Collected data entries

----

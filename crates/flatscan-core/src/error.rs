// SPDX-License-Identifier: PMPL-1.0-or-later
// Copyright (c) 2026 Jonathan D.A. Jewell (hyperpolymath) <jonathan.jewell@open.ac.uk>
//
// Unified error types for Flatscan.

use thiserror::Error;

/// Top-level error type for all Flatscan operations.
#[derive(Debug, Error)]
pub enum ScanError {
    // -- Quadrilateral recovery --
    /// The candidate cap was exhausted without a four-vertex match. The scan
    /// pipeline recovers from this locally and never surfaces it as fatal.
    #[error("no four-sided candidate found among the ranked contours")]
    NoQuadFound,

    /// Three or more of the four corners are collinear, so the homography
    /// system is singular.
    #[error("degenerate quadrilateral: {0}")]
    DegenerateQuad(String),

    /// Programming-contract violation: empty image, wrong point count, etc.
    #[error("invalid input: {0}")]
    InvalidInput(String),

    // -- Imaging / output --
    #[error("image processing failed: {0}")]
    ImageError(String),

    #[error("PDF export failed: {0}")]
    PdfError(String),

    // -- Configuration / persistence --
    #[error("invalid configuration: {0}")]
    Config(String),

    #[error("file I/O error: {0}")]
    Io(#[from] std::io::Error),

    #[error("serialization error: {0}")]
    Serialization(#[from] serde_json::Error),
}

impl ScanError {
    /// Whether the pipeline can still hand back a displayable image after
    /// this error (the original frame, unrectified).
    pub fn is_recoverable(&self) -> bool {
        matches!(self, Self::NoQuadFound | Self::DegenerateQuad(_))
    }
}

/// Alias used throughout the codebase.
pub type Result<T> = std::result::Result<T, ScanError>;
// SPDX-License-Identifier: PMPL-1.0-or-later
// Copyright (c) 2026 Jonathan D.A. Jewell (hyperpolymath) <jonathan.jewell@open.ac.uk>
//
// Human-readable error messages for people holding a camera, not a debugger.
//
// Every technical error is mapped to plain English with a clear suggestion.

use crate::error::ScanError;

/// Severity of an error from the user's perspective.
#[derive(Debug, Clone, Copy, PartialEq, Eq)]
pub enum Severity {
    /// A retake will probably fix it (glare, angle, framing).
    Retake,
    /// User must change something (file, setting, permission).
    ActionRequired,
    /// Cannot be fixed by retrying: wrong format, broken file, internal fault.
    Permanent,
}

/// A human-readable error with plain English message and actionable suggestion.
#[derive(Debug, Clone)]
pub struct HumanError {
    /// Plain English summary.
    pub message: String,
    /// What the user should try.
    pub suggestion: String,
    /// Whether trying again with a new photo could succeed.
    pub retriable: bool,
    pub severity: Severity,
}

/// Convert a `ScanError` into a `HumanError`.
pub fn humanize_error(err: &ScanError) -> HumanError {
    match err {
        ScanError::NoQuadFound => HumanError {
            message: "We couldn't find the edges of the page.".into(),
            suggestion: "Place the document on a plain, contrasting surface and make sure all four corners are in the photo.".into(),
            retriable: true,
            severity: Severity::Retake,
        },

        ScanError::DegenerateQuad(_) => HumanError {
            message: "The page edges we found don't form a proper rectangle.".into(),
            suggestion: "Take the photo from a little further back so the whole page is visible and flat.".into(),
            retriable: true,
            severity: Severity::Retake,
        },

        ScanError::InvalidInput(detail) => HumanError {
            message: "That image can't be scanned.".into(),
            suggestion: format!("The image appears to be empty or malformed. ({detail})"),
            retriable: false,
            severity: Severity::Permanent,
        },

        ScanError::ImageError(_) => HumanError {
            message: "There's a problem with this image.".into(),
            suggestion: "The image may be damaged or in an unusual format. Try saving it as a JPEG or PNG first.".into(),
            retriable: false,
            severity: Severity::Permanent,
        },

        ScanError::PdfError(_) => HumanError {
            message: "The scan couldn't be saved as a PDF.".into(),
            suggestion: "Try saving it as an image instead.".into(),
            retriable: false,
            severity: Severity::Permanent,
        },

        ScanError::Config(detail) => HumanError {
            message: "One of the scanner settings isn't valid.".into(),
            suggestion: format!("Check the configuration file. ({detail})"),
            retriable: false,
            severity: Severity::ActionRequired,
        },

        ScanError::Io(io_err) => match io_err.kind() {
            std::io::ErrorKind::NotFound => HumanError {
                message: "The file couldn't be found.".into(),
                suggestion: "It may have been moved or deleted. Check the path and try again.".into(),
                retriable: false,
                severity: Severity::ActionRequired,
            },
            std::io::ErrorKind::PermissionDenied => HumanError {
                message: "Flatscan doesn't have permission to use that file.".into(),
                suggestion: "Check the file permissions, or choose a different output folder.".into(),
                retriable: false,
                severity: Severity::ActionRequired,
            },
            _ => HumanError {
                message: "There was a problem reading or writing a file.".into(),
                suggestion: "Try again. If this keeps happening, your disk may be full.".into(),
                retriable: true,
                severity: Severity::ActionRequired,
            },
        },

        ScanError::Serialization(_) => HumanError {
            message: "A settings or report file couldn't be read.".into(),
            suggestion: "Make sure the file is valid JSON, or delete it to fall back to defaults.".into(),
            retriable: false,
            severity: Severity::ActionRequired,
        },
    }
}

----

- [Problem statement]:
Nothing may change. Retype all of the entries.

- [Solution below]:
filename crates/flatscan-core/src/error.rs
// SPDX-License-Identifier: PMPL-1.0-or-later
// Copyright (c) 2026 Jonathan D.A. Jewell (hyperpolymath) <jonathan.jewell@open.ac.uk>
//
// Unified error types for Flatscan.

use thiserror::Error;

/// Top-level error type for all Flatscan operations.
#[derive(Debug, Error)]
pub enum ScanError {
    // -- Quadrilateral recovery --
    /// The candidate cap was exhausted without a four-vertex match. The scan
    /// pipeline recovers from this locally and never surfaces it as fatal.
    #[error("no four-sided candidate found among the ranked contours")]
    NoQuadFound,

    /// Three or more of the four corners are collinear, so the homography
    /// system is singular.
    #[error("degenerate quadrilateral: {0}")]
    DegenerateQuad(String),

    /// Programming-contract violation: empty image, wrong point count, etc.
    #[error("invalid input: {0}")]
    InvalidInput(String),

    // -- Imaging / output --
    #[error("image processing failed: {0}")]
    ImageError(String),

    #[error("PDF export failed: {0}")]
    PdfError(String),

    // -- Configuration / persistence --
    #[error("invalid configuration: {0}")]
    Config(String),

    #[error("file I/O error: {0}")]
    Io(#[from] std::io::Error),

    #[error("serialization error: {0}")]
    Serialization(#[from] serde_json::Error),
}

impl ScanError {
    /// Whether the pipeline can still hand back a displayable image after
    /// this error (the original frame, unrectified).
    pub fn is_recoverable(&self) -> bool {
        matches!(self, Self::NoQuadFound | Self::DegenerateQuad(_))
    }
}

/// Alias used throughout the codebase.
pub type Result<T> = std::result::Result<T, ScanError>;
// SPDX-License-Identifier: PMPL-1.0-or-later
// Copyright (c) 2026 Jonathan D.A. Jewell (hyperpolymath) <jonathan.jewell@open.ac.uk>
//
// Human-readable error messages for people holding a camera, not a debugger.
//
// Every technical error is mapped to plain English with a clear suggestion.

use crate::error::ScanError;

/// Severity of an error from the user's perspective.
#[derive(Debug, Clone, Copy, PartialEq, Eq)]
pub enum Severity {
    /// A retake will probably fix it (glare, angle, framing).
    Retake,
    /// User must change something (file, setting, permission).
    ActionRequired,
    /// Cannot be fixed by retrying: wrong format, broken file, internal fault.
    Permanent,
}

/// A human-readable error with plain English message and actionable suggestion.
#[derive(Debug, Clone)]
pub struct HumanError {
    /// Plain English summary.
    pub message: String,
    /// What the user should try.
    pub suggestion: String,
    /// Whether trying again with a new photo could succeed.
    pub retriable: bool,
    pub severity: Severity,
}

/// Convert a `ScanError` into a `HumanError`.
pub fn humanize_error(err: &ScanError) -> HumanError {
    match err {
        ScanError::NoQuadFound => HumanError {
            message: "We couldn't find the edges of the page.".into(),
            suggestion: "Place the document on a plain, contrasting surface and make sure all four corners are in the photo.".into(),
            retriable: true,
            severity: Severity::Retake,
        },

        ScanError::DegenerateQuad(_) => HumanError {
            message: "The page edges we found don't form a proper rectangle.".into(),
            suggestion: "Take the photo from a little further back so the whole page is visible and flat.".into(),
            retriable: true,
            severity: Severity::Retake,
        },

        ScanError::InvalidInput(detail) => HumanError {
            message: "That image can't be scanned.".into(),
            suggestion: format!("The image appears to be empty or malformed. ({detail})"),
            retriable: false,
            severity: Severity::Permanent,
        },

        ScanError::ImageError(_) => HumanError {
            message: "There's a problem with this image.".into(),
            suggestion: "The image may be damaged or in an unusual format. Try saving it as a JPEG or PNG first.".into(),
            retriable: false,
            severity: Severity::Permanent,
        },

        ScanError::PdfError(_) => HumanError {
            message: "The scan couldn't be saved as a PDF.".into(),
            suggestion: "Try saving it as an image instead.".into(),
            retriable: false,
            severity: Severity::Permanent,
        },

        ScanError::Config(detail) => HumanError {
            message: "One of the scanner settings isn't valid.".into(),
            suggestion: format!("Check the configuration file. ({detail})"),
            retriable: false,
            severity: Severity::ActionRequired,
        },

        ScanError::Io(io_err) => match io_err.kind() {
            std::io::ErrorKind::NotFound => HumanError {
                message: "The file couldn't be found.".into(),
                suggestion: "It may have been moved or deleted. Check the path and try again.".into(),
                retriable: false,
                severity: Severity::ActionRequired,
            },
            std::io::ErrorKind::PermissionDenied => HumanError {
                message: "Flatscan doesn't have permission to use that file.".into(),
                suggestion: "Check the file permissions, or choose a different output folder.".into(),
                retriable: false,
                severity: Severity::ActionRequired,
            },
            _ => HumanError {
                message: "There was a problem reading or writing a file.".into(),
                suggestion: "Try again. If this keeps happening, your disk may be full.".into(),
                retriable: true,
                severity: Severity::ActionRequired,
            },
        },

        ScanError::Serialization(_) => HumanError {
            message: "A settings or report file couldn't be read.".into(),
            suggestion: "Make sure the file is valid JSON, or delete it to fall back to defaults.".into(),
            retriable: false,
            severity: Severity::ActionRequired,
        },
    }
}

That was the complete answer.